Em suas redes sociais, Mike Pickupalpha ainda postou comentários irônicos e misóginos para dar sua explicação pessoal sobre a festa no Brasil. “Fizemos a maior festa do Brasil e as feministas não poderiam lidar com isso”, escreveu ele.

“Mulheres como experimento”

Para a diretora do Me Too Brasil, o que aconteceu em São Paulo não pode ser encarado como uma simples festa, já que todos os homens presentes participavam desse curso. “Como eles estão nesse movimento, com coaches de como pegar mulheres, as mulheres ali fizeram parte de um experimento. Não era uma festa de interação ou de curtição. Era mais voltada para essa atmosfera desses cursos de como pegar mulheres, de cunho sexual, e que infelizmente têm acontecido no Brasil. E, infelizmente, como eles vão embora do país, fica difícil seguir um processo penal ou uma responsabilização”, disse ela.

Luciana Terra alerta que mulheres que enfrentem situações semelhantes a essa denunciem o caso à polícia. “O alerta é para que as mulheres que souberem ou presenciarem coisas desse tipo denunciem e chamem o 190 [telefone da polícia] na hora. Também é preciso tomar os devidos cuidados quando forem chamadas para esses tipos de eventos”, falou ela.

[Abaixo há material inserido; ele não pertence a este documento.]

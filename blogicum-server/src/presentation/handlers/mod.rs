pub mod auth;
pub mod category;
pub mod comment;
pub mod pages;
pub mod post;
pub mod profile;

use actix_web::{HttpMessage, HttpRequest};

use crate::application::auth_service::AuthService;
use crate::application::comment_service::CommentService;
use crate::application::post_service::PostService;
use crate::application::profile_service::ProfileService;
use crate::data::category_repository::PostgresCategoryRepository;
use crate::data::comment_repository::PostgresCommentRepository;
use crate::data::location_repository::PostgresLocationRepository;
use crate::data::post_repository::PostgresPostRepository;
use crate::data::user_repository::PostgresUserRepository;

pub type AppAuthService = AuthService<PostgresUserRepository>;
pub type AppPostService =
    PostService<PostgresPostRepository, PostgresCategoryRepository, PostgresLocationRepository>;
pub type AppCommentService = CommentService<PostgresCommentRepository, PostgresPostRepository>;
pub type AppProfileService = ProfileService<PostgresUserRepository, PostgresPostRepository>;

pub(crate) fn request_id(req: &HttpRequest) -> String {
    req.extensions()
        .get::<crate::presentation::middleware::RequestId>()
        .map(|rid| rid.0.clone())
        .unwrap_or_else(|| "unknown".into())
}
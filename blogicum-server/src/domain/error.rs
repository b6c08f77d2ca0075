use actix_web::{HttpResponse, ResponseError, http::StatusCode};
use serde::Serialize;
use serde_json::json;
use thiserror::Error;
use uuid::Uuid;
use validator::ValidationErrors;

#[derive(Debug, Error)]
pub enum DomainError {
    #[error("user not found: {0}")]
    UserNotFound(String),
    #[error("user already exists: {0}")]
    UserAlreadyExists(String),
    #[error("post not found: {0}")]
    PostNotFound(Uuid),
    #[error("category not found: {0}")]
    CategoryNotFound(String),
    #[error("comment not found: {0}")]
    CommentNotFound(Uuid),
    #[error("invalid form data")]
    Validation(#[from] ValidationErrors),
    #[error("no such {0}")]
    InvalidChoice(&'static str),
    #[error("forbidden")]
    Forbidden,
    #[error("unauthorized")]
    Unauthorized,
    #[error("internal error: {0}")]
    Internal(String),
}

#[derive(Serialize)]
struct ErrorBody<'a> {
    error: &'a str,
    #[serde(skip_serializing_if = "Option::is_none")]
    details: Option<serde_json::Value>,
}

impl ResponseError for DomainError {
    fn status_code(&self) -> StatusCode {
        match self {
            DomainError::UserNotFound(_)
            | DomainError::PostNotFound(_)
            | DomainError::CategoryNotFound(_)
            | DomainError::CommentNotFound(_) => StatusCode::NOT_FOUND,
            DomainError::Validation(_) | DomainError::InvalidChoice(_) => StatusCode::BAD_REQUEST,
            DomainError::Unauthorized => StatusCode::UNAUTHORIZED,
            DomainError::Forbidden => StatusCode::FORBIDDEN,
            DomainError::UserAlreadyExists(_) => StatusCode::CONFLICT,
            DomainError::Internal(_) => StatusCode::INTERNAL_SERVER_ERROR,
        }
    }

    fn error_response(&self) -> HttpResponse {
        let message = self.to_string();
        let details = match self {
            DomainError::Validation(errors) => serde_json::to_value(errors).ok(),
            DomainError::InvalidChoice(field) => Some(json!({ "field": field })),
            DomainError::PostNotFound(id) | DomainError::CommentNotFound(id) => {
                Some(json!({ "resource": id }))
            }
            DomainError::UserNotFound(name) | DomainError::CategoryNotFound(name) => {
                Some(json!({ "resource": name }))
            }
            _ => None,
        };
        let body = ErrorBody {
            error: message.as_str(),
            details,
        };
        HttpResponse::build(self.status_code()).json(body)
    }
}
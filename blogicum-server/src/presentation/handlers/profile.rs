use actix_web::{HttpRequest, HttpResponse, get, post, web};
use serde_json::json;
use tracing::info;
use validator::Validate;

use crate::domain::error::DomainError;
use crate::presentation::dto::{PageQuery, ProfileForm, ProfileResponse};
use crate::presentation::handlers::{AppProfileService, request_id};
use crate::presentation::utils::{AuthenticatedUser, see_other};

#[get("/profile/{username}/")]
pub async fn profile(
    profiles: web::Data<AppProfileService>,
    path: web::Path<String>,
    query: web::Query<PageQuery>,
) -> Result<HttpResponse, DomainError> {
    let username = path.into_inner();
    let (user, page) = profiles
        .profile_page(&username, query.page.as_deref())
        .await?;
    Ok(HttpResponse::Ok().json(json!({
        "profile": ProfileResponse::from(&user),
        "page": page
    })))
}

#[get("/edit_profile/{username}")]
pub async fn edit_profile_form(
    user: AuthenticatedUser,
    profiles: web::Data<AppProfileService>,
    path: web::Path<String>,
) -> Result<HttpResponse, DomainError> {
    let username = path.into_inner();
    match profiles.owned_profile(user.id, &username).await {
        Ok(owned_profile) => Ok(HttpResponse::Ok().json(ProfileForm::from_user(&owned_profile))),
        // Someone else's profile: send the caller to log in as its owner.
        Err(DomainError::Forbidden) => Ok(see_other("/auth/login")),
        Err(err) => Err(err),
    }
}

#[post("/edit_profile/{username}")]
pub async fn update_profile(
    req: HttpRequest,
    user: AuthenticatedUser,
    profiles: web::Data<AppProfileService>,
    path: web::Path<String>,
    payload: web::Json<ProfileForm>,
) -> Result<HttpResponse, DomainError> {
    let username = path.into_inner();
    match profiles.owned_profile(user.id, &username).await {
        Ok(_) => {}
        Err(DomainError::Forbidden) => return Ok(see_other("/auth/login")),
        Err(err) => return Err(err),
    }
    payload.validate()?;
    let updated = profiles
        .update_profile(user.id, &username, payload.into_inner().into_update())
        .await?;

    info!(
        request_id = %request_id(&req),
        username = %updated.username,
        "profile updated"
    );

    Ok(HttpResponse::Ok().json(ProfileForm::from_user(&updated)))
}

Ela ainda ressalta que o país precisa estabelecer critérios mais rígidos para impedir que grupos como esses entrem aqui livremente e pratiquem crimes. “É preciso que as embaixadas também se mobilizem com relação a isso, tendo critérios mais rígidos para a entrada de grupos dessa natureza que queiram entrar no país”, disse ela.